■ YOUR OBJECTIVE ■
Scan the data. Collect each line that contains the word "high".

═══ TASK DATA

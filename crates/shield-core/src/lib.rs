//! Core types and trait definitions for the ShieldLLM guard service.
//!
//! This crate is deliberately free of HTTP and database dependencies.
//! All other crates depend on it; it depends on nothing proprietary.

// We intentionally use native `async fn` in traits (stabilised in Rust 1.75).
// Suppress the advisory lint about `Send` bounds on the returned futures.
#![allow(async_fn_in_trait)]

pub mod alert;
pub mod defense;
pub mod lifecycle;
pub mod policy;
pub mod processor;
pub mod session;
pub mod store;
pub mod turn;

pub use defense::{DefenseClient, DefenseError};
pub use processor::{TurnError, TurnProcessor};
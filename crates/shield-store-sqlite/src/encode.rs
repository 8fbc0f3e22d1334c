//! Encoding and decoding helpers between Rust domain types and the plain-text
//! representations stored in SQLite columns.
//!
//! All timestamps are stored as RFC 3339 strings. Structured fields (intent
//! graph, score vector, divergence log, policy) are stored as compact JSON.
//! UUIDs are stored as hyphenated lowercase strings; closed enums as their
//! wire labels.

use chrono::{DateTime, Utc};
use shield_core::{
  session::{DefenseMode, IntentGraph, ModelType, ToolType},
  turn::{DefenseAction, DivergenceLog, RiskLevel, ScoreVector},
};
use uuid::Uuid;

use crate::{Error, Result};

// ─── Uuid ─────────────────────────────────────────────────────────────────────

pub fn encode_uuid(id: Uuid) -> String { id.hyphenated().to_string() }

pub fn decode_uuid(s: &str) -> Result<Uuid> { Ok(Uuid::parse_str(s)?) }

// ─── DateTime<Utc> ────────────────────────────────────────────────────────────

pub fn encode_dt(dt: DateTime<Utc>) -> String { dt.to_rfc3339() }

pub fn decode_dt(s: &str) -> Result<DateTime<Utc>> {
  DateTime::parse_from_rfc3339(s)
    .map(|dt| dt.with_timezone(&Utc))
    .map_err(|e| Error::DateParse(e.to_string()))
}

// ─── Closed enums ─────────────────────────────────────────────────────────────

pub fn decode_tool_type(s: &str) -> Result<ToolType> {
  match s {
    "code_review" => Ok(ToolType::CodeReview),
    "policy_enforcement" => Ok(ToolType::PolicyEnforcement),
    "compliance" => Ok(ToolType::Compliance),
    other => Err(unknown("tool_type", other)),
  }
}

pub fn decode_model_type(s: &str) -> Result<ModelType> {
  ModelType::from_label(s).ok_or_else(|| unknown("model_type", s))
}

pub fn decode_defense_mode(s: &str) -> Result<DefenseMode> {
  match s {
    "passive" => Ok(DefenseMode::Passive),
    "active" => Ok(DefenseMode::Active),
    "strict" => Ok(DefenseMode::Strict),
    other => Err(unknown("defense_mode", other)),
  }
}

pub fn decode_risk_level(s: &str) -> Result<RiskLevel> {
  match s {
    "low" => Ok(RiskLevel::Low),
    "medium" => Ok(RiskLevel::Medium),
    "high" => Ok(RiskLevel::High),
    "critical" => Ok(RiskLevel::Critical),
    other => Err(unknown("risk_level", other)),
  }
}

pub fn decode_action(s: &str) -> Result<DefenseAction> {
  match s {
    "allow" => Ok(DefenseAction::Allow),
    "clarify" => Ok(DefenseAction::Clarify),
    "sanitize_rerun" => Ok(DefenseAction::SanitizeRerun),
    "contain" => Ok(DefenseAction::Contain),
    other => Err(unknown("action", other)),
  }
}

fn unknown(column: &'static str, value: &str) -> Error {
  Error::UnknownEnum { column, value: value.to_string() }
}

// ─── JSON columns ─────────────────────────────────────────────────────────────

pub fn encode_json<T: serde::Serialize>(value: &T) -> Result<String> {
  Ok(serde_json::to_string(value)?)
}

pub fn decode_graph(s: &str) -> Result<IntentGraph> {
  Ok(serde_json::from_str(s)?)
}

pub fn decode_scores(s: &str) -> Result<ScoreVector> {
  Ok(serde_json::from_str(s)?)
}

pub fn decode_divergence_log(s: &str) -> Result<DivergenceLog> {
  Ok(serde_json::from_str(s)?)
}
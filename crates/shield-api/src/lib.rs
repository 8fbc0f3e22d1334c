//! JSON API and alert stream for ShieldLLM.
//!
//! Exposes an axum [`Router`] backed by any
//! [`shield_core::store::ConversationStore`] and any
//! [`shield_core::DefenseClient`]. TLS and reverse-proxy concerns are the
//! caller's responsibility.

pub mod auth;
pub mod error;
pub mod sessions;
pub mod stream;
pub mod turns;


use std::{path::PathBuf, sync::Arc};

use axum::{
  Json, Router,
  routing::get,
};
use serde::Deserialize;
use tower_http::trace::TraceLayer;

use shield_core::{
  DefenseClient, TurnProcessor, lifecycle::SessionManager,
  store::ConversationStore,
};

use auth::AuthConfig;
pub use error::ApiError;

// ─── Configuration ────────────────────────────────────────────────────────────

/// Runtime server configuration, deserialised from `config.toml`.
#[derive(Deserialize, Clone)]
pub struct ServerConfig {
  pub host:               String,
  pub port:               u16,
  pub store_path:         PathBuf,
  /// Base URL of the external defense service.
  #[serde(default = "default_defense_url")]
  pub defense_url:        String,
  pub auth_username:      String,
  pub auth_password_hash: String,
}

fn default_defense_url() -> String {
  "http://localhost:8000".to_string()
}

// ─── Application state ────────────────────────────────────────────────────────

/// Shared state threaded through all axum handlers.
pub struct AppState<S, D> {
  pub store:     Arc<S>,
  pub processor: TurnProcessor<S, D>,
  pub sessions:  SessionManager<S>,
  pub auth:      Arc<AuthConfig>,
}

impl<S, D> Clone for AppState<S, D> {
  fn clone(&self) -> Self {
    Self {
      store:     self.store.clone(),
      processor: self.processor.clone(),
      sessions:  self.sessions.clone(),
      auth:      self.auth.clone(),
    }
  }
}

impl<S, D> AppState<S, D>
where
  S: ConversationStore,
  D: DefenseClient,
{
  pub fn new(store: Arc<S>, defense: Arc<D>, auth: Arc<AuthConfig>) -> Self {
    Self {
      processor: TurnProcessor::new(store.clone(), defense),
      sessions:  SessionManager::new(store.clone()),
      store,
      auth,
    }
  }
}

// ─── Router ───────────────────────────────────────────────────────────────────

/// Build the API router.
///
/// Every route requires HTTP Basic auth except `/api/health` and
/// `/api/stream`. Browser `EventSource` cannot attach credentials, so the
/// alert stream stays open; run it behind a reverse proxy if that matters.
pub fn router<S, D>(state: AppState<S, D>) -> Router
where
  S: ConversationStore + 'static,
  D: DefenseClient + 'static,
{
  Router::new()
    .route("/api/health", get(health))
    .route(
      "/api/sessions",
      get(sessions::list::<S, D>).post(sessions::create::<S, D>),
    )
    .route(
      "/api/sessions/{id}/turns",
      get(turns::list::<S, D>).post(turns::create::<S, D>),
    )
    .route("/api/stream", get(stream::alerts::<S, D>))
    .layer(TraceLayer::new_for_http())
    .with_state(state)
}

/// `GET /api/health`
async fn health() -> Json<serde_json::Value> {
  Json(serde_json::json!({ "status": "running" }))
}
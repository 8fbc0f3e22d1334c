//! Error type for `shield-store-sqlite`.

use thiserror::Error;

#[derive(Debug, Error)]
pub enum Error {
  #[error("database error: {0}")]
  Database(#[from] tokio_rusqlite::Error),

  #[error("json error: {0}")]
  Json(#[from] serde_json::Error),

  #[error("uuid parse error: {0}")]
  Uuid(#[from] uuid::Error),

  #[error("date/time parse error: {0}")]
  DateParse(String),

  /// A stored enum column held a value outside the closed set.
  #[error("unknown {column} value: {value:?}")]
  UnknownEnum { column: &'static str, value: String },
}

pub type Result<T, E = Error> = std::result::Result<T, E>;
//! Alert — a read-only record raised for high-risk turns.

use chrono::{DateTime, Utc};
use serde::{Deserialize, Serialize};
use uuid::Uuid;

use crate::turn::RiskLevel;

/// Raised synchronously after turn persistence when the turn's risk level is
/// `high` or `critical`. Consumed by the stream notifier via a
/// creation-timestamp cursor.
#[derive(Debug, Clone, Serialize, Deserialize)]
#[serde(rename_all = "camelCase")]
pub struct Alert {
  pub alert_id:   Uuid,
  pub session_id: Uuid,
  /// The triggering turn, when known.
  pub turn_id:    Option<Uuid>,
  pub risk_level: RiskLevel,
  pub title:      String,
  pub created_at: DateTime<Utc>,
}

/// Input for [`crate::store::ConversationStore::raise_alert`]. The store
/// assigns the id and creation timestamp.
#[derive(Debug, Clone)]
pub struct NewAlert {
  pub session_id: Uuid,
  pub turn_id:    Option<Uuid>,
  pub risk_level: RiskLevel,
  pub title:      String,
}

══════

■ TASK OUTPUT ■
    "high" => Ok(RiskLevel::High),
//! Alert — a read-only record raised for high-risk turns.
/// `high` or `critical`. Consumed by the stream notifier via a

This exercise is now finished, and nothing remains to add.